On January 19, 2022, President Biden signed National Security Memorandum 8 (NSM-8), titled “Improving the Cybersecurity of National Security, Department of Defense, and Intelligence Community Systems.” The memorandum, published on the White House website, marked the first time a White House national security directive specifically mentioned quantum-resilient cryptography in the context of federal cybersecurity planning.
Among its provisions, NSM-8 directed the National Security Agency (NSA) to revise and release updated guidance on cryptographic equipment modernization within 60 days, including references to quantum resistant protocols and planning for use of quantum resistant cryptography. The Committee on National Security Systems (CNSS) was instructed to identify and prioritize all cryptographic-related policies for update within 90 days, with a six-month timeline for re-issuance.
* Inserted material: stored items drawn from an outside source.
//! Serializable summary of an inspection session.

use std::collections::BTreeMap;
use std::fmt;

use serde::Serialize;
use vms_disk::DiskSummary;
use vms_mount::GuestOs;
use vms_volume::VolumeKind;

use crate::{VmSession, filesystem_of};

#[derive(Debug, Clone, Serialize)]
pub struct InspectReport {
    pub disks: Vec<DiskSummary>,
    pub disk_init_errors: BTreeMap<String, String>,
    /// Hardware id to guest device name.
    pub device_names: BTreeMap<String, String>,
    pub volume_manager: &'static str,
    pub volumes: Vec<VolumeReport>,
    pub filesystems: Vec<FilesystemReport>,
    pub roots: Vec<RootReport>,
    pub probe_errors: BTreeMap<String, String>,
}

#[derive(Debug, Clone, Serialize)]
pub struct VolumeReport {
    pub name: String,
    pub size: u64,
    #[serde(flatten)]
    pub kind: VolumeKind,
    /// Linux device name of a physical volume, e.g. `/dev/sda2`.
    pub guest_device: Option<String>,
    pub fs_type: Option<&'static str>,
}

#[derive(Debug, Clone, Serialize)]
pub struct FilesystemReport {
    pub volume: String,
    pub fs_type: &'static str,
    pub label: Option<String>,
    pub fs_id: String,
    /// `None` when free space could not be computed.
    pub free_bytes: Option<u64>,
}

#[derive(Debug, Clone, Serialize)]
pub struct RootReport {
    pub os: GuestOs,
    pub volume: String,
    pub mounts: Vec<MountReport>,
}

#[derive(Debug, Clone, Serialize)]
pub struct MountReport {
    pub point: String,
    pub spec: String,
    pub volume: String,
    pub fs_type: &'static str,
}

impl InspectReport {
    pub(crate) fn collect(session: &VmSession) -> Self {
        let set = session.mount_set();
        let devices = session.device_names();
        let volumes = session
            .volume_manager()
            .visible_volumes()
            .iter()
            .map(|v| VolumeReport {
                name: v.name.clone(),
                size: v.size(),
                kind: v.kind.clone(),
                guest_device: match &v.kind {
                    VolumeKind::Physical {
                        hardware_id: Some(id),
                        partition,
                    } => devices.partition_device(id, *partition),
                    _ => None,
                },
                fs_type: filesystem_of(set, &v.name).map(|fs| fs.fs_type()),
            })
            .collect();
        let filesystems = set
            .filesystems
            .iter()
            .map(|mv| FilesystemReport {
                volume: mv.volume.name.clone(),
                fs_type: mv.fs.fs_type(),
                label: mv.fs.volume_name(),
                fs_id: mv.fs.fs_id(),
                free_bytes: mv.fs.free_bytes().ok(),
            })
            .collect();
        let roots = set
            .trees
            .iter()
            .map(|tree| RootReport {
                os: tree.os(),
                volume: tree.root().volume.clone(),
                mounts: tree
                    .mounts()
                    .iter()
                    .map(|m| MountReport {
                        point: m.point.clone(),
                        spec: m.spec.clone(),
                        volume: m.volume.clone(),
                        fs_type: m.fs.fs_type(),
                    })
                    .collect(),
            })
            .collect();
        Self {
            disks: session.disks().iter().map(vms_disk::Disk::summary).collect(),
            disk_init_errors: session.disk_init_errors().clone(),
            device_names: devices
                .iter()
                .map(|(id, dev)| (id.to_owned(), dev.to_owned()))
                .collect(),
            volume_manager: session.volume_manager().kind(),
            volumes,
            filesystems,
            roots,
            probe_errors: set.probe_errors.iter().cloned().collect(),
        }
    }
}

impl fmt::Display for InspectReport {
    fn fmt(&self, f: &mut fmt::Formatter<'_>) -> fmt::Result {
        writeln!(f, "disks:")?;
        for disk in &self.disks {
            writeln!(
                f,
                "  {:<12} {:<12} {:>14} bytes{}",
                disk.name,
                disk.format,
                disk.size,
                disk.partition_scheme
                    .map(|s| format!("  {s:?}"))
                    .unwrap_or_default()
            )?;
            for part in &disk.partitions {
                writeln!(f, "    {:<12} {:>14} bytes", part.name, part.size)?;
            }
        }
        for (disk, err) in &self.disk_init_errors {
            writeln!(f, "  {disk:<12} failed: {err}")?;
        }

        writeln!(f, "volumes ({}):", self.volume_manager)?;
        for v in &self.volumes {
            writeln!(
                f,
                "  {:<20} {:>14} bytes  {:<6} {}",
                v.name,
                v.size,
                v.fs_type.unwrap_or("-"),
                v.guest_device.as_deref().unwrap_or("")
            )?;
        }
        for (volume, err) in &self.probe_errors {
            writeln!(f, "  {volume:<20} probe failed: {err}")?;
        }

        writeln!(f, "filesystems:")?;
        for fs in &self.filesystems {
            writeln!(
                f,
                "  {:<20} {:<6} label={} id={} free={}",
                fs.volume,
                fs.fs_type,
                fs.label.as_deref().unwrap_or("-"),
                fs.fs_id,
                fs.free_bytes.map_or_else(|| "?".to_owned(), |b| b.to_string())
            )?;
        }

        for root in &self.roots {
            writeln!(f, "{:?} root on {}:", root.os, root.volume)?;
            for m in &root.mounts {
                writeln!(f, "  {:<16} {:<6} {} ({})", m.point, m.fs_type, m.volume, m.spec)?;
            }
        }
        if self.roots.is_empty() {
            writeln!(f, "no operating system root found")?;
        }
        Ok(())
    }
}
A key provision required federal agencies operating national security systems to identify, within 180 days, any instances of encryption not in compliance with NSA-approved quantum resistant algorithms or the Commercial National Security Algorithm Suite (CNSA), and to report findings to the National Manager at a classification level not to exceed TOP SECRET//SI//NOFORN.
The memorandum also mandated that agencies shall not authorize new systems to operate that do not use approved encryption algorithms and implementations, absent a head-of-agency exception. NSM-8 applied to all national security systems operated by, or on behalf of, the federal government, including those used by the Department of Defense and the Intelligence Community.